For every day in 2008, Jeff Kennedy created a picture of a fishing fly. Every single day.
The project started as an effort to hone his craft but evolved into a way to connect with a loyal community of fly-fishing enthusiasts and artists via the blog to which he posted his work.
A majority of the flies were done with watercolors, but Kennedy also used food, hot glue and snow to design his art. The finished collection includes traditional renderings, a connect-the-dots fly, and one created on a Wolly Bugger magnet pad.

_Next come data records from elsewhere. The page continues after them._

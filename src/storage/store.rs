//! Key-value stores
//!
//! The budget state is persisted as a single string under a fixed key. The
//! store only needs three operations, so the manager is generic over
//! [`KeyValueStore`] and tests run against [`MemoryStore`].

use std::collections::HashMap;
use std::path::PathBuf;

use tracing::debug;

use crate::error::{BudgetError, BudgetResult};

use super::file_io::{read_text, remove_file_if_exists, write_text_atomic};

/// A string-keyed, string-valued persistent store
pub trait KeyValueStore {
    /// Read the value stored under `key`
    fn get(&self, key: &str) -> BudgetResult<Option<String>>;

    /// Store `value` under `key`, replacing any previous value
    fn set(&mut self, key: &str, value: String) -> BudgetResult<()>;

    /// Remove `key`; removing a missing key succeeds
    fn remove(&mut self, key: &str) -> BudgetResult<()>;
}

/// In-memory store, lost when dropped
#[derive(Debug, Clone, Default)]
pub struct MemoryStore {
    entries: HashMap<String, String>,
}

impl MemoryStore {
    /// Create an empty store
    pub fn new() -> Self {
        Self::default()
    }

    /// Check whether a key is present
    pub fn contains(&self, key: &str) -> bool {
        self.entries.contains_key(key)
    }
}

impl KeyValueStore for MemoryStore {
    fn get(&self, key: &str) -> BudgetResult<Option<String>> {
        Ok(self.entries.get(key).cloned())
    }

    fn set(&mut self, key: &str, value: String) -> BudgetResult<()> {
        self.entries.insert(key.to_string(), value);
        Ok(())
    }

    fn remove(&mut self, key: &str) -> BudgetResult<()> {
        self.entries.remove(key);
        Ok(())
    }
}

/// Store keeping one `<key>.json` file per key inside a directory
#[derive(Debug, Clone)]
pub struct FileStore {
    dir: PathBuf,
}

impl FileStore {
    /// Create a store rooted at `dir`; the directory is created on first write
    pub fn new(dir: PathBuf) -> Self {
        Self { dir }
    }

    /// Directory holding the store files
    pub fn dir(&self) -> &PathBuf {
        &self.dir
    }

    /// File backing `key`
    pub fn path_for(&self, key: &str) -> BudgetResult<PathBuf> {
        validate_key(key)?;
        Ok(self.dir.join(format!("{}.json", key)))
    }
}

impl KeyValueStore for FileStore {
    fn get(&self, key: &str) -> BudgetResult<Option<String>> {
        let path = self.path_for(key)?;
        debug!(path = %path.display(), "reading store entry");
        read_text(path)
    }

    fn set(&mut self, key: &str, value: String) -> BudgetResult<()> {
        let path = self.path_for(key)?;
        debug!(path = %path.display(), bytes = value.len(), "writing store entry");
        write_text_atomic(path, &value)
    }

    fn remove(&mut self, key: &str) -> BudgetResult<()> {
        let path = self.path_for(key)?;
        debug!(path = %path.display(), "removing store entry");
        remove_file_if_exists(path)
    }
}

/// Keys become file names, so only a safe character set is allowed
fn validate_key(key: &str) -> BudgetResult<()> {
    let valid = !key.is_empty()
        && key
            .chars()
            .all(|c| c.is_ascii_alphanumeric() || c == '-' || c == '_');

    if valid {
        Ok(())
    } else {
        Err(BudgetError::Config(format!(
            "Invalid store key '{}': use letters, digits, '-' or '_'",
            key
        )))
    }
}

The work has been well-received. Kennedy’s flies have been turned into wine labels and tattoos and are available as a collection in his self-published book “Drawing Flies 365.”
As part of other projects, Kennedy also has designed Brook, fly fishing’s original pin-up girl, and has had paintings featured in the Algonquin Public Arts program.
For his latest long-term project, Kennedy and artist Jason Borger create individual renderings of the same fly and then post them online each Thursday.
The Algonquin resident recently met with Northwest Herald reporter Crystal Lindell in his at-home studio, where pictures of flies and fish dotted the shelves. Kennedy talked about his inspiration, blogging and being a fly on the wall.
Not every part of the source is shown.